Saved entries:
■ ■ ■ ■ ■
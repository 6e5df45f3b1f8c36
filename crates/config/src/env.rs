//! Environment variable parsing and env-to-config merging.
//!
//! This module keeps env parsing:
//! - strict (invalid values fail fast)
//! - safe (secret values are redacted in error metadata)
//!
//! Secrets are only ever read from the environment; they never round-trip
//! through a config file.

use crate::schema::{
    BackendConfig, EmbeddingProviderKind, ValidatedBackendConfig, VectorStoreProviderKind,
};
use repo_indexer_shared::{ErrorCode, ErrorEnvelope, REDACTED, SecretString, is_secret_key};
use std::collections::BTreeMap;
use std::fmt;
use std::path::PathBuf;
use url::Url;

/// Env var: embedding provider (`gemini`, `openai`, `hash`).
pub const ENV_EMBEDDING_PROVIDER: &str = "RIX_EMBEDDING_PROVIDER";
/// Env var: embedding model override.
pub const ENV_EMBEDDING_MODEL: &str = "RIX_EMBEDDING_MODEL";
/// Env var: embedding base URL.
pub const ENV_EMBEDDING_BASE_URL: &str = "RIX_EMBEDDING_BASE_URL";
/// Env var: embedding dimension override.
pub const ENV_EMBEDDING_DIMENSION: &str = "RIX_EMBEDDING_DIMENSION";
/// Env var: embedding API key (secret).
pub const ENV_EMBEDDING_API_KEY: &str = "RIX_EMBEDDING_API_KEY";
/// Env var: Gemini API key fallback (secret).
pub const ENV_GEMINI_API_KEY: &str = "GOOGLE_GENERATIVE_AI_API_KEY";
/// Env var: `OpenAI` API key fallback (secret).
pub const ENV_OPENAI_API_KEY: &str = "OPENAI_API_KEY";

/// Env var: vector store provider (`pinecone`, `memory`).
pub const ENV_VECTOR_STORE_PROVIDER: &str = "RIX_VECTOR_STORE_PROVIDER";
/// Env var: vector index name.
pub const ENV_VECTOR_STORE_INDEX_NAME: &str = "RIX_VECTOR_STORE_INDEX_NAME";
/// Env var: vector index data-plane host.
pub const ENV_VECTOR_STORE_INDEX_HOST: &str = "RIX_VECTOR_STORE_INDEX_HOST";
/// Env var: Pinecone API key (secret).
pub const ENV_PINECONE_API_KEY: &str = "PINECONE_DB_API_KEY";

/// Env var: chunk size in lines.
pub const ENV_CHUNK_SIZE: &str = "RIX_CHUNK_SIZE";
/// Env var: chunk overlap in lines.
pub const ENV_CHUNK_OVERLAP: &str = "RIX_CHUNK_OVERLAP";

/// Env var: GitHub API root.
pub const ENV_GITHUB_API_BASE_URL: &str = "RIX_GITHUB_API_BASE_URL";
/// Env var: static GitHub token used without a credential store (secret).
pub const ENV_GITHUB_TOKEN: &str = "RIX_GITHUB_TOKEN";

/// Env var: SQLite step store path.
pub const ENV_STEP_STORE_PATH: &str = "RIX_STEP_STORE_PATH";
/// Env var: SQLite credential store path.
pub const ENV_CREDENTIAL_STORE_PATH: &str = "RIX_CREDENTIAL_STORE_PATH";

/// Every variable read by [`BackendEnv::from_std_env`].
pub const ENV_VARS: [&str; 17] = [
    ENV_EMBEDDING_PROVIDER,
    ENV_EMBEDDING_MODEL,
    ENV_EMBEDDING_BASE_URL,
    ENV_EMBEDDING_DIMENSION,
    ENV_EMBEDDING_API_KEY,
    ENV_GEMINI_API_KEY,
    ENV_OPENAI_API_KEY,
    ENV_VECTOR_STORE_PROVIDER,
    ENV_VECTOR_STORE_INDEX_NAME,
    ENV_VECTOR_STORE_INDEX_HOST,
    ENV_PINECONE_API_KEY,
    ENV_CHUNK_SIZE,
    ENV_CHUNK_OVERLAP,
    ENV_GITHUB_API_BASE_URL,
    ENV_GITHUB_TOKEN,
    ENV_STEP_STORE_PATH,
    ENV_CREDENTIAL_STORE_PATH,
];

/// Parsed env overrides and secrets.
#[derive(Debug, Clone, Default)]
pub struct BackendEnv {
    /// Override for `embedding.provider`.
    pub embedding_provider: Option<EmbeddingProviderKind>,
    /// Override for `embedding.model`.
    pub embedding_model: Option<Box<str>>,
    /// Override for `embedding.baseUrl`.
    pub embedding_base_url: Option<Box<str>>,
    /// Override for `embedding.dimension`.
    pub embedding_dimension: Option<u32>,
    /// Secret: provider-neutral embedding API key.
    pub embedding_api_key: Option<SecretString>,
    /// Secret: Gemini API key fallback.
    pub gemini_api_key: Option<SecretString>,
    /// Secret: `OpenAI` API key fallback.
    pub openai_api_key: Option<SecretString>,

    /// Override for `vectorStore.provider`.
    pub vector_store_provider: Option<VectorStoreProviderKind>,
    /// Override for `vectorStore.indexName`.
    pub vector_store_index_name: Option<Box<str>>,
    /// Override for `vectorStore.indexHost`.
    pub vector_store_index_host: Option<Box<str>>,
    /// Secret: Pinecone API key.
    pub pinecone_api_key: Option<SecretString>,

    /// Override for `chunking.chunkSize`.
    pub chunk_size: Option<u32>,
    /// Override for `chunking.overlap`.
    pub chunk_overlap: Option<u32>,

    /// Override for `github.apiBaseUrl`.
    pub github_api_base_url: Option<Box<str>>,
    /// Secret: static GitHub token.
    pub github_token: Option<SecretString>,

    /// Override for `storage.stepStorePath`.
    pub step_store_path: Option<PathBuf>,
    /// Override for `storage.credentialStorePath`.
    pub credential_store_path: Option<PathBuf>,
}

impl BackendEnv {
    /// Parse env overrides from a key/value map (useful for tests and fixtures).
    pub fn from_map(map: &BTreeMap<String, String>) -> Result<Self, EnvParseError> {
        Ok(Self {
            embedding_provider: parse_optional_enum(
                map,
                ENV_EMBEDDING_PROVIDER,
                EmbeddingProviderKind::parse,
            )?,
            embedding_model: parse_optional_trimmed_string(map, ENV_EMBEDDING_MODEL)?,
            embedding_base_url: parse_optional_url_string(map, ENV_EMBEDDING_BASE_URL)?,
            embedding_dimension: parse_optional_u32(map, ENV_EMBEDDING_DIMENSION)?,
            embedding_api_key: parse_optional_secret(map, ENV_EMBEDDING_API_KEY)?,
            gemini_api_key: parse_optional_secret(map, ENV_GEMINI_API_KEY)?,
            openai_api_key: parse_optional_secret(map, ENV_OPENAI_API_KEY)?,
            vector_store_provider: parse_optional_enum(
                map,
                ENV_VECTOR_STORE_PROVIDER,
                VectorStoreProviderKind::parse,
            )?,
            vector_store_index_name: parse_optional_trimmed_string(
                map,
                ENV_VECTOR_STORE_INDEX_NAME,
            )?,
            vector_store_index_host: parse_optional_url_string(map, ENV_VECTOR_STORE_INDEX_HOST)?,
            pinecone_api_key: parse_optional_secret(map, ENV_PINECONE_API_KEY)?,
            chunk_size: parse_optional_u32(map, ENV_CHUNK_SIZE)?,
            chunk_overlap: parse_optional_u32(map, ENV_CHUNK_OVERLAP)?,
            github_api_base_url: parse_optional_url_string(map, ENV_GITHUB_API_BASE_URL)?,
            github_token: parse_optional_secret(map, ENV_GITHUB_TOKEN)?,
            step_store_path: parse_optional_path(map, ENV_STEP_STORE_PATH)?,
            credential_store_path: parse_optional_path(map, ENV_CREDENTIAL_STORE_PATH)?,
        })
    }

    /// Parse env overrides from the current process environment.
    pub fn from_std_env() -> Result<Self, EnvParseError> {
        let mut map = BTreeMap::new();
        for name in ENV_VARS {
            if let Ok(value) = std::env::var(name) {
                map.insert(name.to_string(), value);
            }
        }

        Self::from_map(&map)
    }

    /// API key for the selected embedding provider.
    ///
    /// `RIX_EMBEDDING_API_KEY` wins; otherwise the provider's conventional
    /// variable is used. The `hash` provider never needs one.
    #[must_use]
    pub fn embedding_api_key_for(&self, provider: EmbeddingProviderKind) -> Option<&SecretString> {
        let fallback = match provider {
            EmbeddingProviderKind::Gemini => self.gemini_api_key.as_ref(),
            EmbeddingProviderKind::OpenAi => self.openai_api_key.as_ref(),
            EmbeddingProviderKind::Hash => return None,
        };
        self.embedding_api_key.as_ref().or(fallback)
    }
}

/// Apply env overrides to a base config (env wins over file/default values).
pub fn apply_env_overrides(
    base: BackendConfig,
    env: &BackendEnv,
) -> Result<ValidatedBackendConfig, ErrorEnvelope> {
    let mut config = base;

    set_copy(&mut config.embedding.provider, env.embedding_provider);
    set_opt_box_str(&mut config.embedding.model, env.embedding_model.as_deref());
    set_opt_box_str(
        &mut config.embedding.base_url,
        env.embedding_base_url.as_deref(),
    );
    if env.embedding_dimension.is_some() {
        config.embedding.dimension = env.embedding_dimension;
    }

    set_copy(&mut config.vector_store.provider, env.vector_store_provider);
    if let Some(name) = env.vector_store_index_name.as_deref() {
        config.vector_store.index_name = name.into();
    }
    set_opt_box_str(
        &mut config.vector_store.index_host,
        env.vector_store_index_host.as_deref(),
    );

    set_copy(&mut config.chunking.chunk_size, env.chunk_size);
    set_copy(&mut config.chunking.overlap, env.chunk_overlap);

    if let Some(url) = env.github_api_base_url.as_deref() {
        config.github.api_base_url = url.into();
    }

    if env.step_store_path.is_some() {
        config.storage.step_store_path.clone_from(&env.step_store_path);
    }
    if env.credential_store_path.is_some() {
        config
            .storage
            .credential_store_path
            .clone_from(&env.credential_store_path);
    }

    config.validate_and_normalize().map_err(Into::into)
}

const fn set_copy<T: Copy>(field: &mut T, value: Option<T>) {
    if let Some(value) = value {
        *field = value;
    }
}

fn set_opt_box_str(field: &mut Option<Box<str>>, value: Option<&str>) {
    if let Some(value) = value {
        *field = Some(value.into());
    }
}

/// Validation failures when parsing env variables.
#[derive(Debug, Clone, PartialEq, Eq)]
pub enum EnvParseError {
    /// An env var was present but empty after trimming.
    EmptyValue {
        /// Env var name.
        var: &'static str,
    },
    /// A secret env var was present but empty after trimming.
    EmptySecret {
        /// Env var name.
        var: &'static str,
    },
    /// Integer env var had an invalid value.
    InvalidInt {
        /// Env var name.
        var: &'static str,
        /// Raw input value.
        value: String,
    },
    /// URL env var had an invalid value.
    InvalidUrl {
        /// Env var name.
        var: &'static str,
        /// Raw input value.
        value: String,
    },
    /// Enum env var had an invalid value.
    InvalidEnum {
        /// Env var name.
        var: &'static str,
        /// Raw input value.
        value: String,
    },
}

impl EnvParseError {
    fn error_code(&self) -> ErrorCode {
        match self {
            Self::EmptyValue { .. } | Self::EmptySecret { .. } => {
                ErrorCode::new("config", "empty_env_var")
            },
            Self::InvalidInt { .. } => ErrorCode::new("config", "invalid_env_int"),
            Self::InvalidUrl { .. } => ErrorCode::new("config", "invalid_env_url"),
            Self::InvalidEnum { .. } => ErrorCode::new("config", "invalid_env_enum"),
        }
    }
}

impl fmt::Display for EnvParseError {
    fn fmt(&self, formatter: &mut fmt::Formatter<'_>) -> fmt::Result {
        match self {
            Self::EmptyValue { var } | Self::EmptySecret { var } => {
                write!(formatter, "{var} must be non-empty")
            },
            Self::InvalidInt { var, .. } => write!(formatter, "{var} must be an integer"),
            Self::InvalidUrl { var, .. } => write!(formatter, "{var} must be a valid URL"),
            Self::InvalidEnum { var, .. } => write!(formatter, "{var} has an unsupported value"),
        }
    }
}

impl std::error::Error for EnvParseError {}

impl From<EnvParseError> for ErrorEnvelope {
    fn from(error: EnvParseError) -> Self {
        let code = error.error_code();
        let message = error.to_string();
        let envelope = Self::expected(code, message);

        match error {
            EnvParseError::EmptyValue { var } | EnvParseError::EmptySecret { var } => {
                envelope.with_metadata("env_var", var)
            },
            EnvParseError::InvalidInt { var, value }
            | EnvParseError::InvalidUrl { var, value }
            | EnvParseError::InvalidEnum { var, value } => envelope
                .with_metadata("env_var", var)
                .with_metadata("value", redact_value(var, &value)),
        }
    }
}

fn parse_optional_trimmed_string(
    map: &BTreeMap<String, String>,
    var: &'static str,
) -> Result<Option<Box<str>>, EnvParseError> {
    let Some(raw) = map.get(var) else {
        return Ok(None);
    };

    let trimmed = raw.trim();
    if trimmed.is_empty() {
        return Err(EnvParseError::EmptyValue { var });
    }

    Ok(Some(trimmed.into()))
}

fn parse_optional_path(
    map: &BTreeMap<String, String>,
    var: &'static str,
) -> Result<Option<PathBuf>, EnvParseError> {
    Ok(parse_optional_trimmed_string(map, var)?.map(|value| PathBuf::from(&*value)))
}

fn parse_optional_secret(
    map: &BTreeMap<String, String>,
    var: &'static str,
) -> Result<Option<SecretString>, EnvParseError> {
    let Some(raw) = map.get(var) else {
        return Ok(None);
    };

    let trimmed = raw.trim();
    if trimmed.is_empty() {
        return Err(EnvParseError::EmptySecret { var });
    }

    Ok(Some(SecretString::new(trimmed)))
}

fn parse_optional_u32(
    map: &BTreeMap<String, String>,
    var: &'static str,
) -> Result<Option<u32>, EnvParseError> {
    let Some(raw) = map.get(var) else {
        return Ok(None);
    };
    let trimmed = raw.trim();
    if trimmed.is_empty() {
        return Err(EnvParseError::EmptyValue { var });
    }

    trimmed
        .parse::<u32>()
        .map(Some)
        .map_err(|_| EnvParseError::InvalidInt {
            var,
            value: raw.clone(),
        })
}

fn parse_optional_enum<T>(
    map: &BTreeMap<String, String>,
    var: &'static str,
    parse: fn(&str) -> Option<T>,
) -> Result<Option<T>, EnvParseError> {
    let Some(raw) = map.get(var) else {
        return Ok(None);
    };
    if raw.trim().is_empty() {
        return Err(EnvParseError::EmptyValue { var });
    }

    parse(raw).map(Some).ok_or_else(|| EnvParseError::InvalidEnum {
        var,
        value: raw.clone(),
    })
}

fn parse_optional_url_string(
    map: &BTreeMap<String, String>,
    var: &'static str,
) -> Result<Option<Box<str>>, EnvParseError> {
    let Some(raw) = map.get(var) else {
        return Ok(None);
    };
    let trimmed = raw.trim();
    if trimmed.is_empty() {
        return Err(EnvParseError::EmptyValue { var });
    }

    let parsed = Url::parse(trimmed).map_err(|_| EnvParseError::InvalidUrl {
        var,
        value: raw.clone(),
    })?;
    if parsed.scheme() != "http" && parsed.scheme() != "https" {
        return Err(EnvParseError::InvalidUrl {
            var,
            value: raw.clone(),
        });
    }

    Ok(Some(trimmed.into()))
}

fn redact_value(var: &str, value: &str) -> String {
    if is_secret_key(var) {
        REDACTED.to_string()
    } else {
        value.to_string()
    }
}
■ ■ ■ ■ ■
PROBLEM DESCRIPTION >>
Every line of the data that holds "message" should be counted, and only the total given.

EXERCISE RESULT >>
2